Chris and I looked at each other and laughed. In a way, it felt like we were on a date. It felt like we were on the most romantic, high-stakes date ever. How far were we going to take this? Who was going to give in first?
He picked up a tightly folded fleece blanket and examined it. I looked around at the shelves of linens, plain and patterned, thread counts high and low, the infinite possibilities. I was almost jealous—that he was buying all these new things for his apartment, and I was stuck with our old green towels, linty with memories, our chipped blue cereal bowls, remnants from the ancient civilization of our marriage.
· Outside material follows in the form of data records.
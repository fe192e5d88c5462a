//! Error taxonomy for the pairing flow.
//!
//! Two layers of errors exist:
//!
//! - [`GatewayError`] describes *why a remote call failed* (network down,
//!   HTTP 500, garbage JSON).  It says nothing about what the failure means
//!   for the user.
//! - [`PairingError`] describes *what the failure means for the pairing
//!   attempt*.  The same `GatewayError` is fatal when `create_session` returns
//!   it ([`PairingError::SessionCreation`]) and harmless when a polling tick
//!   returns it ([`PairingError::TransientPoll`]).
//!
//! Only `SessionCreation` and `Timeout` are ever shown to the user.

use thiserror::Error;

/// A failed call to the WhatsApp gateway.
#[derive(Debug, Clone, Error, PartialEq, Eq)]
pub enum GatewayError {
    /// The request never produced an HTTP response (DNS, refused, timeout).
    #[error("gateway unreachable: {0}")]
    Transport(String),

    /// The gateway answered with a non-success status code.
    #[error("gateway returned HTTP {status}: {message}")]
    Status { status: u16, message: String },

    /// The gateway answered 2xx but the body did not match the contract.
    #[error("invalid gateway response: {0}")]
    InvalidResponse(String),
}

/// Outcome of a pairing attempt that did not end in `connected`.
#[derive(Debug, Clone, Error, PartialEq, Eq)]
pub enum PairingError {
    /// `create_session` failed.  Fatal: the session moves to `error`.
    #[error("could not start a pairing session: {0}")]
    SessionCreation(#[source] GatewayError),

    /// A status query failed during polling.  Logged and swallowed.
    #[error("status check failed, will retry: {0}")]
    TransientPoll(#[source] GatewayError),

    /// The attempt budget ran out before the phone scanned the code.
    #[error("pairing code expired after {attempts} attempts, please retry")]
    Timeout { attempts: u32 },

    /// A newer `retry` or `close` replaced the session this call belonged to.
    #[error("pairing session was superseded by a newer request")]
    Superseded,
}

/// A pairing image that could not be decoded into raw bytes.
#[derive(Debug, Error, PartialEq, Eq)]
pub enum ImageError {
    /// The payload does not start with `data:`.
    #[error("pairing image is not a data URL")]
    NotDataUrl,

    /// The data URL header is missing the `;base64,` marker.
    #[error("pairing image data URL is not base64 encoded")]
    NotBase64,

    /// The base64 payload is malformed.
    #[error("pairing image payload is not valid base64: {0}")]
    Decode(String),
}

#[cfg(test)]
mod tests {
    use super::*;
    use std::error::Error as _;

    #[test]
    fn test_session_creation_exposes_gateway_error_as_source() {
        // Arrange
        let err = PairingError::SessionCreation(GatewayError::Transport("refused".into()));

        // Act
        let source = err.source().map(|s| s.to_string());

        // Assert
        assert_eq!(source.as_deref(), Some("gateway unreachable: refused"));
    }

    #[test]
    fn test_timeout_message_asks_user_to_retry() {
        let err = PairingError::Timeout { attempts: 30 };
        assert_eq!(
            err.to_string(),
            "pairing code expired after 30 attempts, please retry"
        );
    }

    #[test]
    fn test_status_error_message_includes_code() {
        let err = GatewayError::Status {
            status: 503,
            message: "gateway warming up".into(),
        };
        assert_eq!(err.to_string(), "gateway returned HTTP 503: gateway warming up");
    }
}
We wandered into the kitchen-goods aisle. I held up a white dinner plate with a border of little yellow flowers and green leaves. “Oh, I love this one,” I said.
Chris stopped, pushed his hand through his light hair, exactly the same way Hannah does, pausing to think more clearly as if they’re shaping their thoughts, hand to head. “We’ll get through this, Iz,” he said, there in the middle of Kitchen Furnishings. “I think we will. We just need to be in different spaces for a while, a little bit separate, a little air between us.” He was quiet, calm. “And, worst-case scenario, if we can’t…if we don’t…we’ll already have our own places.”
I ignored him and continued filling his cart with water glasses and dishcloths and napkins. “You’ll need this,” I said, tossing a huge roll of paper towels into the cart. And this, and this, and this. It was unbelievable, a lark. Someone else’s life.